◆ What is required ◆
Give back the records in full, with every line exactly as it was.

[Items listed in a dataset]
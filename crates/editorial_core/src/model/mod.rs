//! Domain model for editorial publications.
//!
//! # Responsibility
//! - Define canonical data structures used by core business logic.
//! - Keep status representation closed and exhaustive.
//!
//! # Invariants
//! - Every publication is identified by a stable `PublicationId`.
//! - Deletion is represented by soft-delete tombstones, not hard delete.

pub mod publication;
pub mod status;
//! Publication lifecycle workflow.
//!
//! # Responsibility
//! - Hold the static transition policy table.
//! - Validate and execute status transitions as a pure computation.
//!
//! # Invariants
//! - The workflow never persists anything; callers own the record.
//! - Default configuration is permissive.

pub mod config;
pub mod engine;
pub mod policy;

◆ Expected answer ◆
filename crates/editorial_core/src/model/mod.rs
//! Domain model for editorial publications.
//!
//! # Responsibility
//! - Define canonical data structures used by core business logic.
//! - Keep status representation closed and exhaustive.
//!
//! # Invariants
//! - Every publication is identified by a stable `PublicationId`.
//! - Deletion is represented by soft-delete tombstones, not hard delete.

pub mod publication;
pub mod status;
//! Publication lifecycle workflow.
//!
//! # Responsibility
//! - Hold the static transition policy table.
//! - Validate and execute status transitions as a pure computation.
//!
//! # Invariants
//! - The workflow never persists anything; callers own the record.
//! - Default configuration is permissive.

pub mod config;
pub mod engine;
pub mod policy;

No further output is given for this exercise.